What you will do: Each line of the records that holds "list" should be shown in full.

Saved entries
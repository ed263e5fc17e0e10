//! Tests for the value module.

use super::*;
// The sibling `value::core` module would otherwise shadow the `core` crate
// that `rstest` expansions refer to.
use ::core;
use crate::error::ValueError;
use rstest::rstest;

mod kind_tests {
	use super::*;
	use pretty_assertions::assert_eq;

	#[rstest]
	#[case::array(Value::from(vec![1, 2]), Kind::Sequence)]
	#[case::regexp(Value::RegExp(Pattern::new("a", "").unwrap()), Kind::Pattern)]
	#[case::date(Value::Date(Instant::invalid()), Kind::Instant)]
	#[case::object(Value::Object(ObjectRef::new()), Kind::Mapping)]
	#[case::string(Value::from("x"), Kind::Text)]
	#[case::function(Value::Function(Callable::native("Date")), Kind::Callable)]
	#[case::boolean(Value::from(true), Kind::Boolean)]
	#[case::number(Value::from(1.5), Kind::Numeric)]
	#[case::null(Value::Null, Kind::Null)]
	#[case::undefined(Value::Undefined, Kind::Absent)]
	#[case::unsupported(Value::Unsupported("Symbol".into()), Kind::Unsupported)]
	fn test_kind(#[case] value: Value, #[case] expected: Kind) {
		assert_eq!(value.kind(), expected);
	}

	#[rstest]
	fn test_kind_priority_order() {
		let mut kinds = vec![
			Kind::Unsupported,
			Kind::Mapping,
			Kind::Numeric,
			Kind::Sequence,
			Kind::Absent,
			Kind::Instant,
		];
		kinds.sort();
		assert_eq!(
			kinds,
			vec![
				Kind::Sequence,
				Kind::Instant,
				Kind::Mapping,
				Kind::Numeric,
				Kind::Absent,
				Kind::Unsupported,
			]
		);
	}

	#[rstest]
	fn test_only_arrays_and_objects_are_containers() {
		assert!(Kind::Sequence.is_container());
		assert!(Kind::Mapping.is_container());
		assert!(!Kind::Pattern.is_container());
		assert!(!Kind::Instant.is_container());
		assert!(!Kind::Text.is_container());
	}

	#[rstest]
	fn test_value_default_is_undefined() {
		assert_eq!(Value::default(), Value::Undefined);
		assert!(Value::default().is_nullish());
	}
}

mod container_tests {
	use super::*;
	use pretty_assertions::assert_eq;

	#[rstest]
	fn test_array_handles_compare_by_identity() {
		let a = ArrayRef::from_vec(vec![Value::from(1)]);
		let b = ArrayRef::from_vec(vec![Value::from(1)]);
		let alias = a.clone();

		assert_eq!(a, alias);
		assert_eq!(a.id(), alias.id());
		assert_ne!(a, b);
		assert_ne!(a.id(), b.id());
	}

	#[rstest]
	fn test_array_set_past_end_fills_with_undefined() {
		let a = ArrayRef::new();
		a.set(2, Value::from("c"));

		assert_eq!(
			a.to_vec(),
			vec![Value::Undefined, Value::Undefined, Value::from("c")]
		);
	}

	#[rstest]
	fn test_array_can_contain_itself() {
		let a = ArrayRef::new();
		a.push(Value::Array(a.clone()));

		assert_eq!(a.get(0), Some(Value::Array(a.clone())));
		// Debug output must not recurse
		let debug = format!("{:?}", a);
		assert!(debug.contains("len: 1"));
	}

	#[rstest]
	fn test_object_keeps_insertion_order() {
		let obj = ObjectRef::new();
		obj.insert("z", Value::from(1));
		obj.insert("a", Value::from(2));
		obj.insert("m", Value::from(3));
		obj.insert("z", Value::from(4));

		assert_eq!(obj.own_keys(), vec!["z", "a", "m"]);
		assert_eq!(obj.get_own("z"), Some(Value::from(4)));
	}

	#[rstest]
	fn test_object_remove_preserves_order_of_rest() {
		let obj = ObjectRef::from_entries([
			("a", Value::from(1)),
			("b", Value::from(2)),
			("c", Value::from(3)),
		]);
		assert_eq!(obj.remove("b"), Some(Value::from(2)));
		assert_eq!(obj.own_keys(), vec!["a", "c"]);
	}

	#[rstest]
	fn test_inherited_properties_are_not_own() {
		let proto = ObjectRef::from_entries([("inherited", Value::from(true))]);
		let obj = ObjectRef::with_prototype(proto.clone());

		assert!(obj.is_empty());
		assert!(!obj.has_own("inherited"));
		assert_eq!(obj.get("inherited"), Some(Value::from(true)));
		assert_eq!(obj.get_own("inherited"), None);
		assert_eq!(obj.keys(), vec!["inherited"]);
		assert_eq!(obj.prototype(), Some(proto));
	}

	#[rstest]
	fn test_own_property_shadows_inherited() {
		let proto = ObjectRef::from_entries([("k", Value::from(1)), ("p", Value::from(2))]);
		let obj = ObjectRef::with_prototype(proto);
		obj.insert("k", Value::from(10));

		assert_eq!(obj.get("k"), Some(Value::from(10)));
		assert_eq!(obj.keys(), vec!["k", "p"]);
	}

	#[rstest]
	fn test_set_prototype_rejects_cycles() {
		let a = ObjectRef::new();
		let b = ObjectRef::with_prototype(a.clone());

		assert!(!a.set_prototype(Some(b.clone())));
		assert!(!a.set_prototype(Some(a.clone())));
		assert_eq!(a.prototype(), None);
		assert!(b.set_prototype(None));
		assert_eq!(b.prototype(), None);
	}

	#[rstest]
	fn test_own_entry_at_follows_enumeration_order() {
		let obj = ObjectRef::from_entries([("b", Value::from(1)), ("a", Value::from(2))]);
		assert_eq!(obj.own_entry_at(0), Some(("b".to_string(), Value::from(1))));
		assert_eq!(obj.own_entry_at(1), Some(("a".to_string(), Value::from(2))));
		assert_eq!(obj.own_entry_at(2), None);
	}

	#[rstest]
	#[case::arrays(true)]
	#[case::objects(false)]
	fn test_dropping_deep_chain(#[case] arrays: bool) {
		// Released in a loop; nested drops would exhaust the test thread's stack
		let mut head = Value::Undefined;
		for _ in 0..200_000 {
			head = if arrays {
				Value::Array(ArrayRef::from_vec(vec![head]))
			} else {
				Value::Object(ObjectRef::from_entries([("next", head)]))
			};
		}
		drop(head);
	}

	#[rstest]
	fn test_dropping_deep_prototype_chain() {
		let mut proto = ObjectRef::new();
		for _ in 0..200_000 {
			proto = ObjectRef::with_prototype(proto);
		}
		assert!(proto.prototype().is_some());
		drop(proto);
	}

	#[rstest]
	fn test_shared_member_survives_container_drop() {
		let shared = ArrayRef::from_vec(vec![Value::from(1)]);
		let outer = ArrayRef::from_vec(vec![Value::Array(shared.clone())]);
		drop(outer);
		assert_eq!(shared.to_vec(), vec![Value::from(1)]);
	}
}

mod callable_tests {
	use super::*;
	use pretty_assertions::assert_eq;

	#[rstest]
	#[case::plain("function Date() { [native code] }", "Date")]
	#[case::multiline("function String() {\n    [native code]\n}", "String")]
	fn test_native_source_text_is_recognised(#[case] text: &str, #[case] name: &str) {
		let callable = Callable::from_source_text(text);
		assert!(callable.is_native());
		assert_eq!(callable.name(), Some(name));
		assert_eq!(callable.source(), None);
	}

	#[rstest]
	fn test_script_source_text_is_kept() {
		let text = "function () {\n    console.log(\"hello\");\n}";
		let callable = Callable::from_source_text(text);

		assert!(!callable.is_native());
		assert_eq!(callable.source(), Some(text));
		assert_eq!(callable.name(), None);
	}

	#[rstest]
	fn test_named_script() {
		let callable = Callable::named_script("add", "function add(a, b) { return a + b; }");
		assert_eq!(callable.name(), Some("add"));
	}
}

mod pattern_tests {
	use super::*;
	use pretty_assertions::assert_eq;

	#[rstest]
	#[case::none("", "")]
	#[case::canonical_order("yigm", "gimy")]
	#[case::all_but_v("dgimsuy", "dgimsuy")]
	fn test_flags_print_in_canonical_order(#[case] input: &str, #[case] expected: &str) {
		assert_eq!(PatternFlags::parse(input).unwrap().to_string(), expected);
	}

	#[rstest]
	fn test_invalid_flag_is_rejected() {
		let err = PatternFlags::parse("gx").unwrap_err();
		assert!(matches!(err, ValueError::InvalidPatternFlag('x')));
	}

	#[rstest]
	fn test_duplicate_flag_is_rejected() {
		let err = PatternFlags::parse("gig").unwrap_err();
		assert!(matches!(err, ValueError::DuplicatePatternFlag('g')));
	}

	#[rstest]
	fn test_unicode_and_unicode_sets_conflict() {
		let err = PatternFlags::parse("uv").unwrap_err();
		assert!(matches!(err, ValueError::ConflictingPatternFlags));
	}

	#[rstest]
	#[case::plain("dasd", "dasd")]
	#[case::empty("", "(?:)")]
	#[case::slash("a/b", r"a\/b")]
	#[case::already_escaped(r"a\/b", r"a\/b")]
	#[case::slash_in_class("[/]", "[/]")]
	#[case::escaped_bracket(r"\[/\]", r"\[\/\]")]
	#[case::newline("a\nb", r"a\nb")]
	fn test_source_escaping(#[case] body: &str, #[case] expected: &str) {
		assert_eq!(Pattern::new(body, "").unwrap().source(), expected);
	}

	#[rstest]
	fn test_display_literal() {
		let p = Pattern::new("dasd", "gi").unwrap();
		assert_eq!(p.to_string(), "/dasd/gi");
		assert_eq!(Pattern::new("", "").unwrap().to_string(), "/(?:)/");
	}

	#[rstest]
	fn test_parse_literal() {
		let p = Pattern::parse_literal("/a/b+c/gi").unwrap();
		assert_eq!(p.body(), "a/b+c");
		assert_eq!(p.flags().to_string(), "gi");
	}

	#[rstest]
	#[case::no_leading_slash("abc/")]
	#[case::no_closing_slash("/abc")]
	#[case::empty_body("//g")]
	fn test_parse_literal_rejects_malformed(#[case] literal: &str) {
		let err = Pattern::parse_literal(literal).unwrap_err();
		assert!(matches!(err, ValueError::MalformedPatternLiteral(_)));
	}

	#[rstest]
	fn test_compile_honours_case_insensitive_flag() {
		let regex = Pattern::new("dasd", "gi").unwrap().compile().unwrap();
		assert!(regex.is_match("xDASDx"));

		let strict = Pattern::new("dasd", "").unwrap().compile().unwrap();
		assert!(!strict.is_match("DASD"));
	}

	#[rstest]
	fn test_compile_reports_regex_errors() {
		let err = Pattern::new("(unclosed", "").unwrap().compile().unwrap_err();
		assert!(matches!(err, ValueError::Regex(_)));
	}
}

mod instant_tests {
	use super::*;
	use chrono::{TimeZone, Utc};
	use pretty_assertions::assert_eq;

	#[rstest]
	#[case::epoch(0)]
	#[case::negative(-1)]
	#[case::upper_bound(8_640_000_000_000_000)]
	#[case::lower_bound(-8_640_000_000_000_000)]
	fn test_in_range(#[case] millis: i64) {
		assert_eq!(Instant::from_millis(millis).unwrap().millis(), Some(millis));
	}

	#[rstest]
	#[case::above(8_640_000_000_000_001)]
	#[case::below(-8_640_000_000_000_001)]
	fn test_out_of_range(#[case] millis: i64) {
		let err = Instant::from_millis(millis).unwrap_err();
		assert!(matches!(err, ValueError::InstantOutOfRange(m) if m == millis));
	}

	#[rstest]
	fn test_invalid_instant() {
		let invalid = Instant::invalid();
		assert!(!invalid.is_valid());
		assert_eq!(invalid.millis(), None);
		assert_eq!(invalid.to_datetime(), None);
	}

	#[rstest]
	fn test_from_chrono() {
		let dt = Utc.with_ymd_and_hms(1955, 1, 1, 0, 0, 0).unwrap();
		let instant = Instant::try_from(dt).unwrap();
		assert_eq!(instant.millis(), Some(-473_385_600_000));
		assert_eq!(instant.to_datetime(), Some(dt));
	}

	#[rstest]
	#[case::upper_bound(8_640_000_000_000_000)]
	#[case::lower_bound(-8_640_000_000_000_000)]
	fn test_valid_instant_beyond_chrono_range(#[case] millis: i64) {
		let instant = Instant::from_millis(millis).unwrap();
		assert!(instant.is_valid());
		assert_eq!(instant.to_datetime(), None);
	}
}

mod convert_tests {
	use super::*;
	use chrono::{DateTime, FixedOffset, TimeZone, Utc};
	use indexmap::IndexMap;
	use pretty_assertions::assert_eq;

	#[rstest]
	#[case::i32(Value::from(42i32), 42.0)]
	#[case::u8(Value::from(7u8), 7.0)]
	#[case::f32(Value::from(0.5f32), 0.5)]
	#[case::i64(Value::from(-3i64), -3.0)]
	fn test_numbers_widen_to_f64(#[case] value: Value, #[case] expected: f64) {
		assert_eq!(value.as_f64(), Some(expected));
	}

	#[rstest]
	fn test_option_none_is_null() {
		assert_eq!(Value::from(Option::<i32>::None), Value::Null);
		assert_eq!(Value::from(Some("x")), Value::from("x"));
	}

	#[rstest]
	fn test_vec_builds_new_array() {
		let value = Value::from(vec!["a", "b"]);
		let array = value.as_array().unwrap();
		assert_eq!(array.to_vec(), vec![Value::from("a"), Value::from("b")]);
	}

	#[rstest]
	fn test_index_map_builds_object() {
		let mut map = IndexMap::new();
		map.insert("one".to_string(), 1);
		map.insert("two".to_string(), 2);

		let value = Value::from(map);
		let obj = value.as_object().unwrap();
		assert_eq!(obj.own_keys(), vec!["one", "two"]);
		assert_eq!(obj.get_own("two"), Some(Value::from(2)));
	}

	#[rstest]
	fn test_chrono_datetime_builds_date() {
		let dt = Utc.with_ymd_and_hms(1955, 1, 1, 0, 0, 0).unwrap();
		assert_eq!(
			Value::from(dt),
			Value::Date(Instant::from_millis(-473_385_600_000).unwrap())
		);

		let offset = FixedOffset::east_opt(3600).unwrap();
		let local = offset.with_ymd_and_hms(1955, 1, 1, 1, 0, 0).unwrap();
		assert_eq!(Value::from(local), Value::from(dt));
	}

	#[rstest]
	#[case::max(DateTime::<Utc>::MAX_UTC)]
	#[case::min(DateTime::<Utc>::MIN_UTC)]
	fn test_chrono_extremes_stay_valid(#[case] dt: DateTime<Utc>) {
		let value = Value::from(dt);
		assert_eq!(
			value,
			Value::Date(Instant::from_millis(dt.timestamp_millis()).unwrap())
		);
	}

	#[rstest]
	fn test_json_conversion_keeps_structure() {
		let json = serde_json::json!({
			"string": "s",
			"number": 2342,
			"list": [1, true, null],
			"nested": {"k": "v"}
		});
		let value = Value::from(json);
		let obj = value.as_object().unwrap();

		assert_eq!(obj.own_keys(), vec!["string", "number", "list", "nested"]);
		assert_eq!(obj.get_own("number"), Some(Value::from(2342)));
		let list = obj.get_own("list").unwrap();
		assert_eq!(
			list.as_array().unwrap().to_vec(),
			vec![Value::from(1), Value::from(true), Value::Null]
		);
		let nested = obj.get_own("nested").unwrap();
		assert_eq!(nested.as_object().unwrap().get_own("k"), Some(Value::from("v")));
	}
}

Answer below:
			"list": [1, true, null],
		assert_eq!(obj.own_keys(), vec!["string", "number", "list", "nested"]);
		let list = obj.get_own("list").unwrap();
			list.as_array().unwrap().to_vec(),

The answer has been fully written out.